#### What is required:
The stretch from the line with "pub fn database(msg: impl" through the line with "Self::Database(msg) | Self::Internal(msg)" in the records below: write it out exactly, and nothing else.

#### Exercise data:
════════

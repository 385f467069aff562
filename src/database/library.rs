// ABOUTME: Shared exercise library database operations
// ABOUTME: Read-only suggestion catalog, seeded externally by the seed-library binary
//
// SPDX-License-Identifier: MIT OR Apache-2.0
// Copyright (c) 2025 CleberFit

use sqlx::sqlite::SqliteRow;
use sqlx::Row;

use super::Database;
use crate::errors::{AppError, AppResult};
use crate::models::LibraryExercise;

impl Database {
    /// List the whole exercise-suggestion library
    ///
    /// Unscoped and read-only; no pagination at this scale.
    ///
    /// # Errors
    ///
    /// Returns an error if the database query fails
    pub async fn list_library_exercises(&self) -> AppResult<Vec<LibraryExercise>> {
        let rows = sqlx::query("SELECT * FROM library_exercises ORDER BY id ASC")
            .fetch_all(&self.pool)
            .await
            .map_err(|e| AppError::database(format!("Failed to list library exercises: {e}")))?;

        rows.iter().map(Self::row_to_library_exercise).collect()
    }

    /// Count library entries (used by the seeding binary to stay idempotent)
    ///
    /// # Errors
    ///
    /// Returns an error if the database query fails
    pub async fn library_exercise_count(&self) -> AppResult<i64> {
        sqlx::query_scalar("SELECT COUNT(*) FROM library_exercises")
            .fetch_one(&self.pool)
            .await
            .map_err(|e| AppError::database(format!("Failed to count library exercises: {e}")))
    }

    /// Insert one library suggestion (seeding only; the API never writes here)
    ///
    /// # Errors
    ///
    /// Returns an error if the insert fails
    pub async fn insert_library_exercise(
        &self,
        name: &str,
        muscle_group: &str,
        equipment: Option<&str>,
        description: Option<&str>,
    ) -> AppResult<i64> {
        let result = sqlx::query(
            r"
            INSERT INTO library_exercises (name, muscle_group, equipment, description)
            VALUES (?1, ?2, ?3, ?4)
            ",
        )
        .bind(name)
        .bind(muscle_group)
        .bind(equipment)
        .bind(description)
        .execute(&self.pool)
        .await
        .map_err(|e| AppError::database(format!("Failed to insert library exercise: {e}")))?;

        Ok(result.last_insert_rowid())
    }

    /// Convert a database row to a `LibraryExercise`
    fn row_to_library_exercise(row: &SqliteRow) -> AppResult<LibraryExercise> {
        Ok(LibraryExercise {
            id: row.get("id"),
            name: row.get("name"),
            muscle_group: row.get("muscle_group"),
            equipment: row.get("equipment"),
            description: row.get("description"),
        })
    }
}
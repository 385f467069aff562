// ABOUTME: Unified error handling for the CleberFit server
// ABOUTME: Discriminated error kinds with constructors and axum HTTP response mapping
//
// SPDX-License-Identifier: MIT OR Apache-2.0
// Copyright (c) 2025 CleberFit

//! Application error type shared by stores, services, and routes.
//!
//! Error kinds are a closed set so callers can match on them instead of
//! comparing message strings. Store-level constraint violations are
//! translated into [`AppError::DuplicateEntry`] / [`AppError::NotFound`] at
//! the store layer; raw database error text is logged but never returned to
//! the client.

use axum::http::StatusCode;
use axum::response::{IntoResponse, Response};
use axum::Json;
use serde_json::json;
use thiserror::Error;
use tracing::error;

/// Result alias used throughout the crate
pub type AppResult<T> = Result<T, AppError>;

/// Application error kinds
#[derive(Debug, Error)]
pub enum AppError {
    /// Request is missing required fields or carries malformed values
    #[error("invalid input: {0}")]
    InvalidInput(String),

    /// Login failed: unknown email or wrong secret
    #[error("invalid credentials: {0}")]
    InvalidCredentials(String),

    /// Unique-constraint violation (e.g. email already registered)
    #[error("duplicate entry: {0}")]
    DuplicateEntry(String),

    /// Referenced user/routine/exercise does not exist
    #[error("{0} not found")]
    NotFound(String),

    /// Underlying store or connection pool failure
    #[error("database error: {0}")]
    Database(String),

    /// Unexpected internal failure (hashing, task join, ...)
    #[error("internal error: {0}")]
    Internal(String),
}

impl AppError {
    /// Create an invalid-input error
    pub fn invalid_input(msg: impl Into<String>) -> Self {
        Self::InvalidInput(msg.into())
    }

    /// Create an invalid-credentials error
    pub fn invalid_credentials(msg: impl Into<String>) -> Self {
        Self::InvalidCredentials(msg.into())
    }

    /// Create a duplicate-entry error
    pub fn duplicate_entry(msg: impl Into<String>) -> Self {
        Self::DuplicateEntry(msg.into())
    }

    /// Create a not-found error; `what` names the missing entity
    pub fn not_found(what: impl Into<String>) -> Self {
        Self::NotFound(what.into())
    }

    /// Create a database error
    pub fn database(msg: impl Into<String>) -> Self {
        Self::Database(msg.into())
    }

    /// Create an internal error
    pub fn internal(msg: impl Into<String>) -> Self {
        Self::Internal(msg.into())
    }

    /// HTTP status code for this error kind
    #[must_use]
    pub const fn status_code(&self) -> StatusCode {
        match self {
            Self::InvalidInput(_) => StatusCode::BAD_REQUEST,
            Self::InvalidCredentials(_) => StatusCode::UNAUTHORIZED,
            Self::DuplicateEntry(_) => StatusCode::CONFLICT,
            Self::NotFound(_) => StatusCode::NOT_FOUND,
            Self::Database(_) | Self::Internal(_) => StatusCode::INTERNAL_SERVER_ERROR,
        }
    }
}

impl IntoResponse for AppError {
    fn into_response(self) -> Response {
        let status = self.status_code();

        // Store and internal failures are logged with their full text and
        // surfaced as a generic message, never exposing internal error text.
        let message = match &self {
            Self::Database(msg) | Self::Internal(msg) => {
                error!(error = %msg, "request failed with server error");
                "internal server error".to_owned()
            }
            other => other.to_string(),
        };

        let body = Json(json!({
            "success": false,
            "message": message,
        }));

        (status, body).into_response()
    }
}

#[cfg(test)]
mod tests {
    use super::*;

    #[test]
    fn error_kinds_map_to_expected_status_codes() {
        assert_eq!(
            AppError::invalid_input("x").status_code(),
            StatusCode::BAD_REQUEST
        );
        assert_eq!(
            AppError::invalid_credentials("x").status_code(),
            StatusCode::UNAUTHORIZED
        );
        assert_eq!(
            AppError::duplicate_entry("x").status_code(),
            StatusCode::CONFLICT
        );
        assert_eq!(AppError::not_found("x").status_code(), StatusCode::NOT_FOUND);
        assert_eq!(
            AppError::database("x").status_code(),
            StatusCode::INTERNAL_SERVER_ERROR
        );
    }

    #[test]
    fn not_found_message_names_the_entity() {
        let err = AppError::not_found("user with email: a@x.com");
        assert_eq!(err.to_string(), "user with email: a@x.com not found");
    }
}
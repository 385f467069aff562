// ABOUTME: Seeds the shared exercise-suggestion library
// ABOUTME: Idempotent: skips seeding when the library already has entries
//
// SPDX-License-Identifier: MIT OR Apache-2.0
// Copyright (c) 2025 CleberFit

use tracing::info;
use tracing_subscriber::EnvFilter;

use cleberfit_server::config::ServerConfig;
use cleberfit_server::database::Database;
use cleberfit_server::errors::AppResult;

/// Default suggestion catalog: (name, muscle group, equipment, description)
const LIBRARY_SEED: &[(&str, &str, Option<&str>, Option<&str>)] = &[
    (
        "Supino reto",
        "Peito",
        Some("Barra"),
        Some("Flat barbell press; keep shoulder blades retracted."),
    ),
    (
        "Supino inclinado com halteres",
        "Peito",
        Some("Halteres"),
        Some("Incline dumbbell press at 30 degrees."),
    ),
    ("Crucifixo na polia", "Peito", Some("Polia"), None),
    (
        "Agachamento livre",
        "Pernas",
        Some("Barra"),
        Some("High-bar back squat to parallel or below."),
    ),
    ("Leg press 45", "Pernas", Some("Máquina"), None),
    (
        "Stiff",
        "Posterior",
        Some("Barra"),
        Some("Romanian deadlift; hinge at the hips, soft knees."),
    ),
    ("Cadeira extensora", "Pernas", Some("Máquina"), None),
    (
        "Puxada frontal",
        "Costas",
        Some("Polia"),
        Some("Lat pulldown to the upper chest."),
    ),
    ("Remada curvada", "Costas", Some("Barra"), None),
    ("Remada baixa", "Costas", Some("Polia"), None),
    (
        "Desenvolvimento militar",
        "Ombros",
        Some("Barra"),
        Some("Standing overhead press."),
    ),
    ("Elevação lateral", "Ombros", Some("Halteres"), None),
    ("Rosca direta", "Bíceps", Some("Barra"), None),
    ("Tríceps corda", "Tríceps", Some("Polia"), None),
    (
        "Prancha",
        "Core",
        None,
        Some("Hold a straight line from shoulders to ankles."),
    ),
];

#[tokio::main]
async fn main() -> AppResult<()> {
    tracing_subscriber::fmt()
        .with_env_filter(EnvFilter::try_from_default_env().unwrap_or_else(|_| "info".into()))
        .init();

    let config = ServerConfig::from_env()?;
    let database = Database::new(&config.database_url, config.max_connections).await?;

    let existing = database.library_exercise_count().await?;
    if existing > 0 {
        info!(existing, "library already seeded, nothing to do");
        return Ok(());
    }

    for (name, muscle_group, equipment, description) in LIBRARY_SEED {
        database
            .insert_library_exercise(name, muscle_group, *equipment, *description)
            .await?;
    }

    info!(count = LIBRARY_SEED.len(), "library seeded");
    Ok(())
}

════════

#### Written response:
    pub fn database(msg: impl Into<String>) -> Self {
        Self::Database(msg.into())
    }

    /// Create an internal error
    pub fn internal(msg: impl Into<String>) -> Self {
        Self::Internal(msg.into())
    }

    /// HTTP status code for this error kind
    #[must_use]
    pub const fn status_code(&self) -> StatusCode {
        match self {
            Self::InvalidInput(_) => StatusCode::BAD_REQUEST,
            Self::InvalidCredentials(_) => StatusCode::UNAUTHORIZED,
            Self::DuplicateEntry(_) => StatusCode::CONFLICT,
            Self::NotFound(_) => StatusCode::NOT_FOUND,
            Self::Database(_) | Self::Internal(_) => StatusCode::INTERNAL_SERVER_ERROR,
        }
    }
}

impl IntoResponse for AppError {
    fn into_response(self) -> Response {
        let status = self.status_code();

        // Store and internal failures are logged with their full text and
        // surfaced as a generic message, never exposing internal error text.
        let message = match &self {
            Self::Database(msg) | Self::Internal(msg) => {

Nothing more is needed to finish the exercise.